March 23, 2011 Coaches No Comments

By Julia Negro
Oct 23, 2001, 18:19


Julia Negro

George Gwozdecky, a NCAA Division I Coach of the Year, believes motivation is the key component for a successful season. And motivation and leadership starts with the coach. Try these tips that Gwozdecky, now in his first year with the University of Denver Pioneers, used to lead his Miami (Ohio) team to the CCHA regular season championship in 1993.

Good coaching habits

Gwozdecky feels that the coach’s practice habits add to the motivation and consistency of a team. A coach has to be confident and consistent in team preparation. Go into the season with a general philosophy about how to play. Don’t change your game plan every weekend just because you are facing a new opponent. Make players realize that each game is equally important, no matter who you are playing.

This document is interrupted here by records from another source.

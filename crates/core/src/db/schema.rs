//! Schema descriptors consumed by the commit pipeline.
//!
//! The engine does not manage schema; it receives fully-resolved
//! [`RelationTypeSchema`] entries (usually behind `Arc`) attached to the
//! relations of a transaction, plus the graph indexes covering them.

use std::sync::Arc;

use smallvec::SmallVec;

use super::relation::{Lifecycle, PropertyValue};
use super::{Entry, StaticBuffer, TypeId};

/// How many relations of a type may exist per vertex and direction.
#[derive(Debug, Clone, Copy, PartialEq, Eq)]
pub enum Multiplicity {
    Many2One,
    One2Many,
    One2One,
    Simple,
    Multi,
}

/// The direction implied by a position within a relation.
#[derive(Debug, Clone, Copy, PartialEq, Eq, Hash)]
pub enum Direction {
    Out,
    In,
}

impl Direction {
    pub fn from_position(position: usize) -> Self {
        if position == 0 {
            Direction::Out
        } else {
            Direction::In
        }
    }
}

impl Multiplicity {
    /// Whether at most one relation of this type may exist in `direction`
    /// per vertex. This is what makes a write a potential lost update.
    pub fn is_unique(self, direction: Direction) -> bool {
        match self {
            Multiplicity::Many2One => direction == Direction::Out,
            Multiplicity::One2Many => direction == Direction::In,
            Multiplicity::One2One => true,
            Multiplicity::Simple | Multiplicity::Multi => false,
        }
    }
}

#[derive(Debug, Clone, Copy, PartialEq, Eq)]
pub enum Directionality {
    Out,
    In,
    Both,
}

impl Directionality {
    /// Whether an entry is written under the vertex at `position`.
    pub fn covers_position(self, position: usize) -> bool {
        match self {
            Directionality::Out => position == 0,
            Directionality::In => position == 1,
            Directionality::Both => position <= 1,
        }
    }
}

#[derive(Debug, Clone, Copy, PartialEq, Eq)]
pub enum Cardinality {
    Single,
    Set,
    List,
}

#[derive(Debug, Clone, Copy, PartialEq, Eq)]
pub enum ConsistencyModifier {
    Default,
    Lock,
    Fork,
}

#[derive(Debug, Clone, Copy, PartialEq, Eq)]
pub enum SchemaStatus {
    Enabled,
    Installed,
    Disabled,
    Registered,
}

/// Whether a type describes vertex properties or edges.
#[derive(Debug, Clone, Copy, PartialEq, Eq)]
pub enum TypeKind {
    PropertyKey,
    EdgeLabel,
}

/// One sort order of a relation type mirrored on every write: either the
/// canonical adjacency of the base type, or a relation index over it.
#[derive(Debug, Clone)]
pub struct RelationIndexView {
    /// The type id entries of this view are written under.
    pub as_type: TypeId,
    pub directionality: Directionality,
    pub status: SchemaStatus,
    /// Sort the view by the relation's value/payload instead of by id.
    pub sort_by_value: bool,
}

/// Schema entry describing how relations of one type are stored.
#[derive(Debug, Clone)]
pub struct RelationTypeSchema {
    pub id: TypeId,
    pub name: String,
    pub kind: TypeKind,
    pub multiplicity: Multiplicity,
    pub directionality: Directionality,
    pub cardinality: Cardinality,
    pub consistency: ConsistencyModifier,
    /// Time-to-live in seconds; 0 means none.
    pub ttl_seconds: u32,
    pub status: SchemaStatus,
    /// Whether this is a canonical (base) type. Base types on schema
    /// vertices constitute schema mutations.
    pub base: bool,
    /// Additional sort orders mirrored on write.
    pub relation_indexes: Vec<RelationIndexView>,
    /// Graph indexes (composite and mixed) covering this type.
    pub graph_indexes: Vec<Arc<GraphIndex>>,
}

impl RelationTypeSchema {
    /// A plain user property key with SINGLE cardinality.
    pub fn property(id: TypeId, name: &str) -> Self {
        Self {
            id,
            name: name.to_owned(),
            kind: TypeKind::PropertyKey,
            multiplicity: Multiplicity::Many2One,
            directionality: Directionality::Out,
            cardinality: Cardinality::Single,
            consistency: ConsistencyModifier::Default,
            ttl_seconds: 0,
            status: SchemaStatus::Enabled,
            base: false,
            relation_indexes: Vec::new(),
            graph_indexes: Vec::new(),
        }
    }

    /// A plain user edge label with MULTI multiplicity.
    pub fn edge_label(id: TypeId, name: &str) -> Self {
        Self {
            id,
            name: name.to_owned(),
            kind: TypeKind::EdgeLabel,
            multiplicity: Multiplicity::Multi,
            directionality: Directionality::Both,
            cardinality: Cardinality::Single,
            consistency: ConsistencyModifier::Default,
            ttl_seconds: 0,
            status: SchemaStatus::Enabled,
            base: false,
            relation_indexes: Vec::new(),
            graph_indexes: Vec::new(),
        }
    }

    /// The canonical view plus every declared relation index.
    pub fn views(&self) -> SmallVec<[RelationIndexView; 2]> {
        let mut views = SmallVec::with_capacity(1 + self.relation_indexes.len());
        views.push(RelationIndexView {
            as_type: self.id,
            directionality: self.directionality,
            status: self.status,
            sort_by_value: false,
        });
        views.extend(self.relation_indexes.iter().cloned());
        views
    }

    pub fn has_ttl(&self) -> bool {
        self.ttl_seconds > 0
    }
}

/// Reserved system types. Base types on schema vertices mark schema
/// mutations; `VERTEX_EXISTS` backs the existence scan of global reads.
pub mod system {
    use super::*;

    pub const VERTEX_EXISTS: TypeId = TypeId(1);
    pub const SCHEMA_NAME: TypeId = TypeId(2);
    pub const SCHEMA_DEFINITION: TypeId = TypeId(3);

    /// Highest reserved type id; user types start above it.
    pub const LAST_RESERVED: u64 = 255;

    fn base(id: TypeId, name: &str, multiplicity: Multiplicity, cardinality: Cardinality) -> RelationTypeSchema {
        RelationTypeSchema {
            id,
            name: name.to_owned(),
            kind: TypeKind::PropertyKey,
            multiplicity,
            directionality: Directionality::Out,
            cardinality,
            consistency: ConsistencyModifier::Lock,
            ttl_seconds: 0,
            status: SchemaStatus::Enabled,
            base: true,
            relation_indexes: Vec::new(),
            graph_indexes: Vec::new(),
        }
    }

    /// The property marking a key as a real vertex.
    pub fn vertex_exists() -> RelationTypeSchema {
        base(VERTEX_EXISTS, "system%vertexexists", Multiplicity::Many2One, Cardinality::Single)
    }

    /// Schema entry name, unique across the graph.
    pub fn schema_name() -> RelationTypeSchema {
        base(SCHEMA_NAME, "system%schemaname", Multiplicity::One2One, Cardinality::Single)
    }

    /// Serialized definition payload of a schema entry.
    pub fn schema_definition() -> RelationTypeSchema {
        base(SCHEMA_DEFINITION, "system%schemadefinition", Multiplicity::Many2One, Cardinality::Single)
    }
}

/// What a graph index is backed by.
#[derive(Debug, Clone, PartialEq, Eq)]
pub enum IndexBacking {
    /// Entries live in the engine's own key-column-value store; supports
    /// locking.
    Composite,
    /// Maintained by the named external backend; lock-free.
    Mixed { backend: String },
}

/// The element category an index covers.
#[derive(Debug, Clone, Copy, PartialEq, Eq)]
pub enum ElementCategory {
    Vertex,
    Edge,
}

impl ElementCategory {
    /// Store name mixed-index documents of this category are filed under.
    pub fn store_name(self) -> &'static str {
        match self {
            ElementCategory::Vertex => "vertex",
            ElementCategory::Edge => "edge",
        }
    }
}

/// A secondary index over elements, keyed by one relation type.
#[derive(Debug, Clone)]
pub struct GraphIndex {
    pub id: u64,
    pub name: String,
    pub backing: IndexBacking,
    pub element: ElementCategory,
    pub consistency: ConsistencyModifier,
    pub status: SchemaStatus,
}

impl GraphIndex {
    pub fn is_composite(&self) -> bool {
        matches!(self.backing, IndexBacking::Composite)
    }

    pub fn mixed_backend(&self) -> Option<&str> {
        match &self.backing {
            IndexBacking::Mixed { backend } => Some(backend),
            IndexBacking::Composite => None,
        }
    }
}

#[derive(Debug, Clone, Copy, PartialEq, Eq)]
pub enum IndexMutationKind {
    Addition,
    Deletion,
}

/// Lifecycle of the element owning an index update, as observed when the
/// update was derived. Mixed backends use this to distinguish document
/// creation from in-place update, and deletion of a field from deletion of
/// the document.
#[derive(Debug, Clone, Copy, PartialEq, Eq)]
pub struct ElementState {
    pub is_new: bool,
    pub is_removed: bool,
}

impl ElementState {
    pub fn of(lifecycle: Lifecycle) -> Self {
        Self {
            is_new: lifecycle.is_new(),
            is_removed: lifecycle.is_removed(),
        }
    }
}

/// One derived index mutation, routed by the commit engine.
#[derive(Debug, Clone)]
pub enum IndexUpdate {
    Composite {
        index: Arc<GraphIndex>,
        kind: IndexMutationKind,
        key: StaticBuffer,
        entry: Entry,
        element: ElementState,
        /// Cardinality of the keyed relation type; LIST keys never lock.
        key_cardinality: Cardinality,
        /// Derived from a schema relation; routed to the schema sub-transaction.
        schema_update: bool,
    },
    Mixed {
        index: Arc<GraphIndex>,
        kind: IndexMutationKind,
        doc_id: String,
        field: String,
        value: PropertyValue,
        element: ElementState,
        schema_update: bool,
    },
}

impl IndexUpdate {
    pub fn kind(&self) -> IndexMutationKind {
        match self {
            IndexUpdate::Composite { kind, .. } | IndexUpdate::Mixed { kind, .. } => *kind,
        }
    }

    pub fn is_composite(&self) -> bool {
        matches!(self, IndexUpdate::Composite { .. })
    }

    pub fn is_schema_update(&self) -> bool {
        match self {
            IndexUpdate::Composite { schema_update, .. } | IndexUpdate::Mixed { schema_update, .. } => *schema_update,
        }
    }
}

#[cfg(test)]
mod tests {
    use super::*;

    #[test]
    fn multiplicity_uniqueness() {
        assert!(Multiplicity::Many2One.is_unique(Direction::Out));
        assert!(!Multiplicity::Many2One.is_unique(Direction::In));
        assert!(Multiplicity::One2Many.is_unique(Direction::In));
        assert!(Multiplicity::One2One.is_unique(Direction::Out));
        assert!(Multiplicity::One2One.is_unique(Direction::In));
        assert!(!Multiplicity::Simple.is_unique(Direction::Out));
        assert!(!Multiplicity::Multi.is_unique(Direction::In));
    }

    #[test]
    fn views_lead_with_the_base_type() {
        let mut ty = RelationTypeSchema::edge_label(TypeId(300), "follows");
        ty.relation_indexes.push(RelationIndexView {
            as_type: TypeId(301),
            directionality: Directionality::Out,
            status: SchemaStatus::Installed,
            sort_by_value: true,
        });
        let views = ty.views();
        assert_eq!(views.len(), 2);
        assert_eq!(views[0].as_type, ty.id);
        assert_eq!(views[1].as_type, TypeId(301));
    }

    #[test]
    fn directionality_position_coverage() {
        assert!(Directionality::Out.covers_position(0));
        assert!(!Directionality::Out.covers_position(1));
        assert!(Directionality::In.covers_position(1));
        assert!(Directionality::Both.covers_position(0));
        assert!(Directionality::Both.covers_position(1));
    }
}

There are days when your team won’t be perfect, and you can’t blow up and send them off the ice. Expect your team to have some bad days. Gwozdecky believes the best thing to do is talk to your players individually. He tries to talk to each player at least once a week, whether it is for 30 seconds or 30 minutes.

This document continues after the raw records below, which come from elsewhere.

//! The transactional commit engine of the quiver graph database.
//!
//! The engine takes the relation additions and deletions accumulated by a
//! transaction, translates them into physical key/column/value mutations,
//! acquires the optimistic locks the configured consistency model requires,
//! flushes the primary store and any secondary index backends in a fixed
//! order, and writes a transaction-log record sufficient to reconcile
//! partial failures after a crash.
//!
//! The query engine, schema management, and the storage backends themselves
//! are external collaborators; the engine consumes them through the traits
//! in [`db::backend`].

pub mod config;
pub mod db;
pub mod error;

pub use config::{GraphConfig, SystemClock, TimestampProvider, TxConfig};
pub use db::graph::{GraphDb, GraphTx};
pub use error::{CommitError, GraphError, IndexError, InvariantViolation, StorageError};
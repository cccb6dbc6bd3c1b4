use std::sync::atomic::{AtomicI64, Ordering};
use std::time::{SystemTime, UNIX_EPOCH};

use serde::{Deserialize, Serialize};

use crate::error::ConfigError;

/// Process/global configuration of a graph instance.
#[derive(Debug, Clone, Serialize, Deserialize)]
#[serde(default)]
pub struct GraphConfig {
    /// Identifies this graph instance within the process registry. Opening a
    /// second instance with the same id fails.
    pub unique_instance_id: String,
    /// Permit transactions to pick vertex ids explicitly instead of having
    /// the assigner hand them out.
    pub allow_setting_vertex_id: bool,
    /// Write transaction-log records around every commit.
    pub log_transactions: bool,
    /// How many ids the assigner reserves per counter refill.
    pub id_block_size: u64,
}

impl Default for GraphConfig {
    fn default() -> Self {
        Self {
            unique_instance_id: "quiver".to_owned(),
            allow_setting_vertex_id: false,
            log_transactions: false,
            id_block_size: 10_000,
        }
    }
}

impl GraphConfig {
    pub fn from_toml_str(raw: &str) -> Result<Self, ConfigError> {
        let config: Self = toml::from_str(raw)?;
        if config.unique_instance_id.is_empty() {
            return Err(ConfigError::MissingInstanceId);
        }
        Ok(config)
    }
}

/// Per-transaction configuration.
#[derive(Debug, Clone, Serialize, Deserialize)]
#[serde(default)]
pub struct TxConfig {
    /// Claim optimistic locks for LOCK-consistency types and indexes.
    pub acquire_locks: bool,
    /// Bulk-loading mode: skips consistency machinery. Incompatible with
    /// schema mutations.
    pub batch_loading: bool,
    /// Assign permanent ids when relations are created rather than at commit.
    pub assign_ids_immediately: bool,
    /// Commit timestamp in provider units; stamped at commit when absent.
    pub commit_time: Option<i64>,
    /// When set, a trigger-log record is appended to the log of this name on
    /// every successful storage commit.
    pub log_identifier: Option<String>,
}

impl Default for TxConfig {
    fn default() -> Self {
        Self {
            acquire_locks: true,
            batch_loading: false,
            assign_ids_immediately: false,
            commit_time: None,
            log_identifier: None,
        }
    }
}

impl TxConfig {
    pub fn has_commit_time(&self) -> bool {
        self.commit_time.is_some()
    }
}

/// Source of commit timestamps. Implementations must be monotonic per
/// process; the engine does not order timestamps across processes.
pub trait TimestampProvider: Send + Sync {
    /// Current time in the provider's units (the reference implementation
    /// uses microseconds since the Unix epoch).
    fn time(&self) -> i64;
}

/// Wall-clock provider, forced monotonic across threads.
#[derive(Debug, Default)]
pub struct SystemClock {
    last: AtomicI64,
}

impl TimestampProvider for SystemClock {
    fn time(&self) -> i64 {
        let now = SystemTime::now()
            .duration_since(UNIX_EPOCH)
            .map(|d| d.as_micros() as i64)
            .unwrap_or(0);
        // Clamp to strictly-increasing so two commits never share a stamp
        // even if the wall clock steps backwards.
        self.last
            .fetch_update(Ordering::SeqCst, Ordering::SeqCst, |last| {
                Some(now.max(last + 1))
            })
            .map(|last| now.max(last + 1))
            .unwrap_or(now)
    }
}

#[cfg(test)]
mod tests {
    use super::*;

    #[test]
    fn config_defaults() {
        let config = GraphConfig::default();
        assert!(!config.log_transactions);
        assert!(config.id_block_size > 0);

        let tx = TxConfig::default();
        assert!(tx.acquire_locks);
        assert!(!tx.has_commit_time());
    }

    #[test]
    fn config_parses_from_toml() {
        let config = GraphConfig::from_toml_str(
            r#"
            unique_instance_id = "graph-a"
            log_transactions = true
            "#,
        )
        .unwrap();
        assert_eq!(config.unique_instance_id, "graph-a");
        assert!(config.log_transactions);
        // Unset fields fall back to defaults.
        assert_eq!(config.id_block_size, GraphConfig::default().id_block_size);
    }

    #[test]
    fn empty_instance_id_is_rejected() {
        let err = GraphConfig::from_toml_str(r#"unique_instance_id = """#).unwrap_err();
        assert!(matches!(err, ConfigError::MissingInstanceId));
    }

    #[test]
    fn system_clock_is_monotonic() {
        let clock = SystemClock::default();
        let mut last = clock.time();
        for _ in 0..1000 {
            let next = clock.time();
            assert!(next > last);
            last = next;
        }
    }
}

As a coach, if you feel your team is taking the opponent too lightly in practice, do something to make them realize that you aren’t happy with their behavior. You can stop practice and skate them, or just pull them off the ice for the rest of practice. The team should quickly realize that their level of practice intensity has to improve.


Accountable players

You also have to hold players accountable for their actions. Gwozdecky finds that one of the quickest ways to motivate players is by using the superstar to set an example. He tells of one of Miami’s star players who didn’t follow the team rules. For a week he made that player change at home or in another part of the ice arena.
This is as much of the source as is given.